Mersin Büyükşehir Belediyesi’nin yanı sıra Gaziantep, Harran, Sivas Cumhuriyet, Aydın Adnan Menderes, Akdeniz, İzmir Katip Çelebi ile Sakarya üniversitelerinin paydaş kurumlar arasında yer aldığı panelin açılış konuşmasını yapan moderatör Ayferi Tuğcu, “Gıda güvenliği ve güvenilirliği Covid-19 sürecinde bir kez daha ne kadar önem arz ettiğini ispat etti. Panelimizde de bu konuyu gıdada yenilik ve devamlılık ekseninden değerlendirme şansı yakalamış olacağız. Hedef, kaliteli yüksek verimlilik” dedi.

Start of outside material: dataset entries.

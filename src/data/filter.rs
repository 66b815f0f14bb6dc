//! Gear predicates used by the equipment-bonus and anti-air cut-in tables.

use serde::{Deserialize, Serialize};

use crate::data::gear::{GearAttr, GearCategory, MasterGear};

#[derive(Debug, Clone, PartialEq, Serialize, Deserialize)]
#[serde(tag = "kind", rename_all = "snake_case")]
pub enum GearFilter {
    Id { gear_id: u16 },
    Ids { gear_ids: Vec<u16> },
    Category { category: GearCategory },
    Attr { attr: GearAttr },
    MinStars { stars: u8, filter: Box<GearFilter> },
    AllOf { filters: Vec<GearFilter> },
    AnyOf { filters: Vec<GearFilter> },
}

impl GearFilter {
    pub fn matches(&self, gear: &MasterGear, stars: u8) -> bool {
        match self {
            Self::Id { gear_id } => gear.gear_id == *gear_id,
            Self::Ids { gear_ids } => gear_ids.contains(&gear.gear_id),
            Self::Category { category } => gear.category() == *category,
            Self::Attr { attr } => gear.has_attr(*attr),
            Self::MinStars { stars: min, filter } => stars >= *min && filter.matches(gear, stars),
            Self::AllOf { filters } => filters.iter().all(|f| f.matches(gear, stars)),
            Self::AnyOf { filters } => filters.iter().any(|f| f.matches(gear, stars)),
        }
    }

    /// Count matching entries in `(gear, stars)` pairs.
    pub fn count<'a, I>(&self, gears: I) -> usize
    where
        I: IntoIterator<Item = (&'a MasterGear, u8)>,
    {
        gears
            .into_iter()
            .filter(|(gear, stars)| self.matches(gear, *stars))
            .count()
    }

    /// Gear ids this filter refers to directly. Used by dataset validation.
    pub fn referenced_gear_ids(&self) -> Vec<u16> {
        match self {
            Self::Id { gear_id } => vec![*gear_id],
            Self::Ids { gear_ids } => gear_ids.clone(),
            Self::Category { .. } | Self::Attr { .. } => Vec::new(),
            Self::MinStars { filter, .. } => filter.referenced_gear_ids(),
            Self::AllOf { filters } | Self::AnyOf { filters } => filters
                .iter()
                .flat_map(GearFilter::referenced_gear_ids)
                .collect(),
        }
    }
}

/// "At least `count` gears matching `filter`".
#[derive(Debug, Clone, PartialEq, Serialize, Deserialize)]
pub struct GearRequirement {
    pub filter: GearFilter,
    pub count: usize,
}

impl GearRequirement {
    pub fn attr(attr: GearAttr, count: usize) -> Self {
        Self {
            filter: GearFilter::Attr { attr },
            count,
        }
    }

    pub fn category(category: GearCategory, count: usize) -> Self {
        Self {
            filter: GearFilter::Category { category },
            count,
        }
    }

    pub fn is_met_by<'a, I>(&self, gears: I) -> bool
    where
        I: IntoIterator<Item = (&'a MasterGear, u8)>,
    {
        self.filter.count(gears) >= self.count
    }
}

Panelin ilk konuşmacısı olan Mersinden Kadın Kooperatifi Başkanı Meral Seçer, kendisinin de ziraat mühendisi olduğunu belirterek, sürdürülebilir tarımsal üretiminin önemine vurgu yaptı. Kooperatif olarak 2 yılı tamamlamak üzere olduklarını ve önemli çalışmalar yürüttüklerini kaydeden Seçer, “Biz sürdürülebilirliği çok önemsiyoruz. Bizim kooperatifin kuruluş amacında da sürdürülebilir olması, yaptığımız faaliyetlerin de sürdürülebilir olması çok önemliydi. Yönetim olarak, kooperatif olarak bu vizyonla, bu misyonla hareket ettik. Mersinden Kadın Kooperatifi olarak ‘bu konuda neler yapabiliriz’ diye düşündüğümüzde kooperatif faaliyetleri içerisinde tekstil, süs bitkileri, gıda ve geleneksel el işlerinin yaşatılması ve aktarılması gerekiyordu. Burada gıdanın sürdürülebilirliği de bizim en baş konumuz oldu” diye konuştu.
Meral Seçer, Mersin Büyükşehir Belediyesi ile Konya Bahri Dağdaş Uluslararası Araştırma Enstitüsü’nün 2020 yılında atalık sarı buğday üretiminin yaygınlaştırılması amacıyla başlattıkları projeye Mersinden Kadın Kooperatifi’nin paydaş olarak katıldığını kaydetti. Bu projedeki amaçlarından bahseden Seçer, “Amacımız, tarımda ve gıdada sürdürülebilirliğe destek vermekti. Kooperatif olarak bu paydaşlık sürecinde proje sonucunda çıkan buğdayları alarak bulgur, erişte, un gibi katma değerli ürünler haline getirdik. Yapılan bu çalışmanın da gerçekten bir karşılığı olduğunu gördük” ifadelerini kullandı.
Projeye 5 ton buğdayla başlandığını kaydeden Seçer, “Kendi coğrafyasında yetişen, ilaç kullanmadan, insan sağlığına destek veren, genetiğiyle oynanmamış tohumlar. Bunların yaygınlaşması ve bunun talep edilmesi bizim için çok önemliydi. Bu yıl bunu 20 tona çıkartmamız da bunun bir kanıtı oldu ve gerçekten mutluluk verici" diye belirtti.